You will settle everything with Father Tempier, my Vicar General and my first and eldest companion in the holy work that you plan to adopt in your diocese. In advance I approve everything that he may decide. You will have no difficulty in coming to an agreement with him; he is a zealous and dedicated man, very wise, very astute in business matters. By excellent qualities he compensates what may be lacking in some external graces, if you judge him by his coldness. But capable men value merit on its true scale. Father Tempier has my fullest confidence and you can give him yours without hesitation.

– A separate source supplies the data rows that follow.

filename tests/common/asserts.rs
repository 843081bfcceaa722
#![allow(dead_code)]

use super::headers::header_value;
use bunner_cors_sim::{CorsRejection, DecidedResponse, Headers, ResponseDescriptor};

pub fn assert_decided(response: ResponseDescriptor) -> DecidedResponse {
    match response {
        ResponseDescriptor::Decided(decided) => decided,
        other => panic!("expected decided response, got {:?}", other),
    }
}

pub fn assert_rejected(response: ResponseDescriptor) -> CorsRejection {
    match response {
        ResponseDescriptor::Rejected(rejection) => rejection,
        other => panic!("expected rejection, got {:?}", other),
    }
}

pub fn assert_preflight(response: ResponseDescriptor) -> Headers {
    let decided = assert_decided(response);
    assert_eq!(decided.status, 204);
    assert_eq!(decided.status_text, "No Content");
    assert!(decided.body.is_none(), "preflight must not carry a body");
    decided.headers
}

pub fn assert_success(response: ResponseDescriptor) -> Headers {
    let decided = assert_decided(response);
    assert_eq!(decided.status, 200);
    assert_eq!(decided.status_text, "OK");
    assert!(decided.body.is_some(), "successful request must carry a body");
    decided.headers
}

pub fn assert_header_eq(headers: &Headers, name: &str, expected: &str) {
    assert_eq!(header_value(headers, name), Some(expected), "header {name}");
}

pub fn assert_header_absent(headers: &Headers, name: &str) {
    assert!(
        header_value(headers, name).is_none(),
        "header {name} should be absent"
    );
}
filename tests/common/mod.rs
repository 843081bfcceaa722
pub mod asserts;
pub mod builders;
pub mod headers;
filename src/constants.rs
pub mod header {
    pub const CONTENT_TYPE: &str = "Content-Type";
    pub const ACCESS_CONTROL_ALLOW_ORIGIN: &str = "Access-Control-Allow-Origin";
    pub const ACCESS_CONTROL_ALLOW_METHODS: &str = "Access-Control-Allow-Methods";
    pub const ACCESS_CONTROL_ALLOW_HEADERS: &str = "Access-Control-Allow-Headers";
    pub const ACCESS_CONTROL_ALLOW_CREDENTIALS: &str = "Access-Control-Allow-Credentials";
    pub const ACCESS_CONTROL_MAX_AGE: &str = "Access-Control-Max-Age";
}

pub mod method {
    pub const DELETE: &str = "DELETE";
    pub const GET: &str = "GET";
    pub const HEAD: &str = "HEAD";
    pub const OPTIONS: &str = "OPTIONS";
    pub const PATCH: &str = "PATCH";
    pub const POST: &str = "POST";
    pub const PUT: &str = "PUT";
}

pub mod status {
    pub const OK: u16 = 200;
    pub const OK_TEXT: &str = "OK";
    pub const NO_CONTENT: u16 = 204;
    pub const NO_CONTENT_TEXT: &str = "No Content";
}

pub const APPLICATION_JSON: &str = "application/json";
pub const WILDCARD_ORIGIN: &str = "*";
/// The only request header exempt from allow-listing.
pub const SIMPLE_HEADER: &str = "content-type";
pub const DEFAULT_CLIENT_ORIGIN: &str = "http://client.example.com";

Letter to M. Marguet, Vicar General of Nancy, France, 15 June 1847, EO XIII n 111
REFLECTION
Eugene’s admiration for his first companion in the foundation of the Oblates is clear in this letter, as is his realism about Henri Tempier’s character. Eugene and Henri complemented each other perfectly in their leadership of the Missionary Oblate Congregation and the Diocese of Marseilles. Where one was outgoing, impetuous and a visionary, the other was taciturn and an outstanding ansd calculating administrator who had to bring Eugene back down to earth at times.
“Constancy is the complement of all other human virtues.” (Giuseppe Mazzini)
By the end of July 1847 Father Tempier had already travelled to Nancy to make all the necessary arrangnemnts for the Oblate establishment. He had forgotten to take the letter of recommendation that Eugene had written for him
My dear Tempier, the only thing you forgot in leaving were your credential letters. It is true that an open face like yours has only to show itself and hearts will open in confidence when seeing your qualities written there. However, as a precaution I am sending you these documents. Anywhere one can come across a bunch of dimwits who can’t read people’s faces.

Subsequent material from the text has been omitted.